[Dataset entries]
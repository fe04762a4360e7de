//! UI components for the network page.

pub mod force_graph;
mod legend;
mod progress_overlay;
mod sidebar;
mod timeline_scrubber;

pub use legend::Legend;
pub use progress_overlay::ProgressOverlay;
pub use sidebar::Sidebar;
pub use timeline_scrubber::TimelineScrubber;
//! Loading overlay with the task progress log.

use leptos::prelude::*;
use wasm_bindgen::JsCast;
use wasm_bindgen::closure::Closure;

use crate::poller::ProgressController;
use crate::progress::LogEntry;

/// Overlay shown while the graph settles or an analysis task runs. The close
/// button hides it and stops polling.
#[component]
pub fn ProgressOverlay(progress: ProgressController) -> impl IntoView {
	let container = NodeRef::<leptos::html::Div>::new();
	let log = progress.log;
	let visible = progress.overlay_visible;

	// Keep the newest line in view once the list has been patched.
	Effect::new(move |_| {
		log.track();
		let scroll = Closure::once_into_js(move || {
			if let Some(el) = container.get_untracked() {
				el.set_scroll_top(el.scroll_height());
			}
		});
		if let Some(window) = web_sys::window() {
			let _ = window.request_animation_frame(scroll.unchecked_ref());
		}
	});

	view! {
		<div id="loadingOverlay" class="loading-overlay" class:visible=move || visible.get()>
			<div class="loading-content">
				<button
					id="closeOverlayButton"
					class="close-overlay"
					title="Fechar"
					on:click=move |_| progress.hide_overlay()
				>
					<i class="fa fa-times"></i>
				</button>
				<div class="spinner"></div>
				<h3>"Processando..."</h3>
				<div id="progressLogContainer" class="progress-log-container" node_ref=container>
					<ul id="progressLogList" class="progress-log-list">
						<For
							each=move || log.with(|l| l.entries().to_vec())
							key=|entry: &LogEntry| entry.key
							children=move |entry: LogEntry| {
								view! { <li class=entry.class()>{entry.display()}</li> }
							}
						/>
					</ul>
				</div>
			</div>
		</div>
	}
}
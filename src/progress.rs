//! Progress log model and the progress endpoint's response format.
//!
//! The endpoint returns the full message history on every poll; the log keeps
//! a cursor so each message is rendered once.

use serde::{Deserialize, Deserializer};
use serde_json::Value;

/// Task status reported by the progress endpoint.
#[derive(Clone, Debug, PartialEq, Eq)]
pub enum TaskStatus {
	/// `complete`
	Complete,
	/// `finished`
	Finished,
	/// `error`
	Error,
	/// Any other value, including a missing status.
	Running(String),
}

impl TaskStatus {
	/// Maps the raw `status` field.
	pub fn parse(raw: Option<&str>) -> Self {
		match raw {
			Some("complete") => TaskStatus::Complete,
			Some("finished") => TaskStatus::Finished,
			Some("error") => TaskStatus::Error,
			other => TaskStatus::Running(other.unwrap_or_default().to_string()),
		}
	}

	/// Polling stops once a terminal status is seen.
	pub fn is_terminal(&self) -> bool {
		!matches!(self, TaskStatus::Running(_))
	}
}

/// Body of `GET {progress_endpoint}/{task_id}`.
///
/// Messages stay as raw JSON: entries of unexpected shape are skipped, not a
/// decode failure.
#[derive(Clone, Debug, Default, Deserialize)]
pub struct ProgressReport {
	/// Full message history. `null` reads as empty.
	#[serde(default, deserialize_with = "null_as_empty")]
	pub messages: Vec<Value>,
	/// Raw status string; see [`ProgressReport::status`].
	#[serde(default)]
	pub status: Option<String>,
}

fn null_as_empty<'de, D>(deserializer: D) -> Result<Vec<Value>, D::Error>
where
	D: Deserializer<'de>,
{
	Ok(Option::<Vec<Value>>::deserialize(deserializer)?.unwrap_or_default())
}

impl ProgressReport {
	/// Parsed status.
	pub fn status(&self) -> TaskStatus {
		TaskStatus::parse(self.status.as_deref())
	}
}

/// Severity of a log line. Rendered as the `log-message-{kind}` CSS class.
pub const DEFAULT_KIND: &str = "info";

/// Interprets one entry of `messages`: either a bare string or an object with
/// a non-empty `text` and optional `type`.
pub fn parse_message(entry: &Value) -> Option<(String, String)> {
	match entry {
		Value::String(text) => Some((text.clone(), DEFAULT_KIND.to_string())),
		Value::Object(obj) => {
			let text = obj.get("text")?.as_str().filter(|t| !t.is_empty())?;
			let kind = obj
				.get("type")
				.and_then(Value::as_str)
				.filter(|k| !k.is_empty())
				.unwrap_or(DEFAULT_KIND);
			Some((text.to_string(), kind.to_string()))
		}
		_ => None,
	}
}

/// A rendered log line.
#[derive(Clone, Debug, PartialEq, Eq)]
pub struct LogEntry {
	/// Monotonic key for keyed list rendering.
	pub key: u64,
	/// Local time the line was added.
	pub timestamp: String,
	/// Message text.
	pub text: String,
	/// Severity, e.g. `info` or `error`.
	pub kind: String,
}

impl LogEntry {
	/// Text as shown in the list: `[timestamp] message`.
	pub fn display(&self) -> String {
		format!("[{}] {}", self.timestamp, self.text)
	}

	/// CSS classes of the list item.
	pub fn class(&self) -> String {
		format!("log-message log-message-{}", self.kind)
	}
}

/// The overlay's message list plus the server-message cursor.
#[derive(Clone, Debug, Default, PartialEq, Eq)]
pub struct ProgressLog {
	entries: Vec<LogEntry>,
	/// Index of the last server message rendered; `None` before the first.
	last_received: Option<usize>,
	next_key: u64,
}

impl ProgressLog {
	/// Lines in display order.
	pub fn entries(&self) -> &[LogEntry] {
		&self.entries
	}

	/// Index of the last server message already shown.
	pub fn last_received(&self) -> Option<usize> {
		self.last_received
	}

	/// Appends one line.
	pub fn push(&mut self, timestamp: impl Into<String>, text: impl Into<String>, kind: &str) {
		self.entries.push(LogEntry {
			key: self.next_key,
			timestamp: timestamp.into(),
			text: text.into(),
			kind: kind.to_string(),
		});
		self.next_key += 1;
	}

	/// Empties the list and resets the cursor.
	pub fn clear(&mut self) {
		self.entries.clear();
		self.last_received = None;
	}

	/// Appends the messages past the cursor and advances it to the end.
	/// Returns the number of lines added.
	pub fn ingest(&mut self, report: &ProgressReport, timestamp: &str) -> usize {
		let start = self.last_received.map_or(0, |i| i + 1);
		if report.messages.len() <= start {
			return 0;
		}
		let before = self.entries.len();
		for entry in &report.messages[start..] {
			if let Some((text, kind)) = parse_message(entry) {
				self.push(timestamp, text, &kind);
			}
		}
		self.last_received = Some(report.messages.len() - 1);
		self.entries.len() - before
	}
}

/// What became of one progress response.
#[derive(Clone, Debug, PartialEq, Eq)]
pub enum PollOutcome {
	/// Belongs to a poll that was stopped or replaced; nothing was rendered.
	Stale,
	/// Rendered `added` new lines; keep polling.
	Continue { added: usize },
	/// Rendered `added` new lines and reached a terminal status; the session is over.
	Finished { added: usize, status: TaskStatus },
}

/// Generation bookkeeping for the poll loop.
///
/// Every `begin` and `end` moves to a new generation, so a response tagged
/// with an older one is recognised as stale however late it arrives.
#[derive(Clone, Debug, Default, PartialEq, Eq)]
pub struct PollSession {
	generation: u64,
	active: bool,
}

impl PollSession {
	/// Starts a new session and returns the generation its responses carry.
	pub fn begin(&mut self) -> u64 {
		self.generation += 1;
		self.active = true;
		self.generation
	}

	/// Ends the current session. Returns false if none was running.
	pub fn end(&mut self) -> bool {
		if !self.active {
			return false;
		}
		self.active = false;
		self.generation += 1;
		true
	}

	/// Whether responses are currently accepted.
	pub fn is_active(&self) -> bool {
		self.active
	}

	/// Feeds a response from `generation` into `log`, ending the session on a
	/// terminal status.
	pub fn accept(
		&mut self,
		generation: u64,
		report: &ProgressReport,
		log: &mut ProgressLog,
		timestamp: &str,
	) -> PollOutcome {
		if !self.active || generation != self.generation {
			return PollOutcome::Stale;
		}
		let added = log.ingest(report, timestamp);
		let status = report.status();
		if status.is_terminal() {
			self.end();
			PollOutcome::Finished { added, status }
		} else {
			PollOutcome::Continue { added }
		}
	}
}

/// Label for the analysis textarea counter. Length is counted in UTF-16 code
/// units, the unit browsers use for `maxlength`.
pub fn char_count_label(text: &str, max_chars: usize) -> String {
	format!("{}/{} caracteres", text.encode_utf16().count(), max_chars)
}

#[cfg(test)]
mod tests {
	use serde_json::json;

	use super::*;

	fn report(value: Value) -> ProgressReport {
		serde_json::from_value(value).unwrap()
	}

	#[test]
	fn terminal_statuses() {
		assert!(TaskStatus::parse(Some("complete")).is_terminal());
		assert!(TaskStatus::parse(Some("finished")).is_terminal());
		assert!(TaskStatus::parse(Some("error")).is_terminal());
		assert!(!TaskStatus::parse(Some("running")).is_terminal());
		assert_eq!(TaskStatus::parse(None), TaskStatus::Running(String::new()));
	}

	#[test]
	fn message_shapes() {
		assert_eq!(
			parse_message(&json!("Extraindo sujeitos")),
			Some(("Extraindo sujeitos".into(), "info".into()))
		);
		assert_eq!(
			parse_message(&json!({"text": "Falhou", "type": "error"})),
			Some(("Falhou".into(), "error".into()))
		);
		assert_eq!(
			parse_message(&json!({"text": "Sem tipo"})),
			Some(("Sem tipo".into(), "info".into()))
		);
		assert_eq!(parse_message(&json!({"text": ""})), None);
		assert_eq!(parse_message(&json!({"type": "error"})), None);
		assert_eq!(parse_message(&json!(42)), None);
		assert_eq!(parse_message(&Value::Null), None);
	}

	#[test]
	fn ingest_renders_only_new_messages() {
		let mut log = ProgressLog::default();
		let first = report(json!({"messages": ["a", {"text": "b", "type": "warning"}], "status": "running"}));
		assert_eq!(log.ingest(&first, "10:00:00"), 2);
		assert_eq!(log.last_received(), Some(1));

		// Same history again: nothing new.
		assert_eq!(log.ingest(&first, "10:00:02"), 0);

		let second = report(json!({"messages": ["a", {"text": "b"}, 7, "c"], "status": "complete"}));
		assert_eq!(log.ingest(&second, "10:00:04"), 1);
		assert_eq!(log.last_received(), Some(3));
		assert!(second.status().is_terminal());

		let texts: Vec<String> = log.entries().iter().map(LogEntry::display).collect();
		assert_eq!(texts, ["[10:00:00] a", "[10:00:00] b", "[10:00:04] c"]);
		assert_eq!(log.entries()[1].class(), "log-message log-message-warning");
	}

	#[test]
	fn missing_fields_are_tolerated() {
		let mut log = ProgressLog::default();
		let empty = report(json!({}));
		assert_eq!(log.ingest(&empty, "t"), 0);
		assert_eq!(log.last_received(), None);
		assert!(!empty.status().is_terminal());
	}

	#[test]
	fn null_messages_still_carry_the_status() {
		let parsed: ProgressReport =
			serde_json::from_str(r#"{"messages": null, "status": "complete"}"#).unwrap();
		assert!(parsed.messages.is_empty());
		assert_eq!(parsed.status(), TaskStatus::Complete);

		let mut session = PollSession::default();
		let generation = session.begin();
		let mut log = ProgressLog::default();
		assert_eq!(
			session.accept(generation, &parsed, &mut log, "t"),
			PollOutcome::Finished { added: 0, status: TaskStatus::Complete }
		);
	}

	#[test]
	fn terminal_status_ends_the_session() {
		let mut session = PollSession::default();
		let mut log = ProgressLog::default();
		let generation = session.begin();

		let running = report(json!({"messages": ["a"], "status": "running"}));
		assert_eq!(
			session.accept(generation, &running, &mut log, "t"),
			PollOutcome::Continue { added: 1 }
		);
		assert!(session.is_active());

		let failed = report(json!({"messages": ["a", {"text": "boom", "type": "error"}], "status": "error"}));
		assert_eq!(
			session.accept(generation, &failed, &mut log, "t"),
			PollOutcome::Finished { added: 1, status: TaskStatus::Error }
		);
		assert!(!session.is_active());

		// A tick already in flight when the task finished changes nothing.
		let late = report(json!({"messages": ["a", "boom", "late"], "status": "error"}));
		assert_eq!(session.accept(generation, &late, &mut log, "t"), PollOutcome::Stale);
		assert_eq!(log.entries().len(), 2);
	}

	#[test]
	fn responses_after_stop_or_restart_are_stale() {
		let mut session = PollSession::default();
		let mut log = ProgressLog::default();
		let update = report(json!({"messages": ["x"], "status": "running"}));

		let first = session.begin();
		assert!(session.end());
		assert!(!session.end());
		assert_eq!(session.accept(first, &update, &mut log, "t"), PollOutcome::Stale);

		let second = session.begin();
		let third = session.begin();
		assert_ne!(second, third);
		assert_eq!(session.accept(second, &update, &mut log, "t"), PollOutcome::Stale);
		assert!(log.entries().is_empty());

		assert_eq!(
			session.accept(third, &update, &mut log, "t"),
			PollOutcome::Continue { added: 1 }
		);
	}

	#[test]
	fn clear_resets_cursor_but_keeps_keys_unique() {
		let mut log = ProgressLog::default();
		log.push("t", "local", "info");
		log.ingest(&report(json!({"messages": ["x"]})), "t");
		let last_key = log.entries().last().unwrap().key;

		log.clear();
		assert!(log.entries().is_empty());
		assert_eq!(log.last_received(), None);

		log.ingest(&report(json!({"messages": ["x"]})), "t");
		assert_eq!(log.entries().len(), 1);
		assert!(log.entries()[0].key > last_key);
	}

	#[test]
	fn counter_uses_utf16_length() {
		assert_eq!(char_count_label("", 5000), "0/5000 caracteres");
		assert_eq!(char_count_label("ação", 5000), "4/5000 caracteres");
		assert_eq!(char_count_label("🐀", 10), "2/10 caracteres");
	}
}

**Exercise brief**
The lines in the records above that include the word "history" must be copied out.

**Output of the exercise**
//! The endpoint returns the full message history on every poll; the log keeps
	/// Full message history. `null` reads as empty.
		// Same history again: nothing new.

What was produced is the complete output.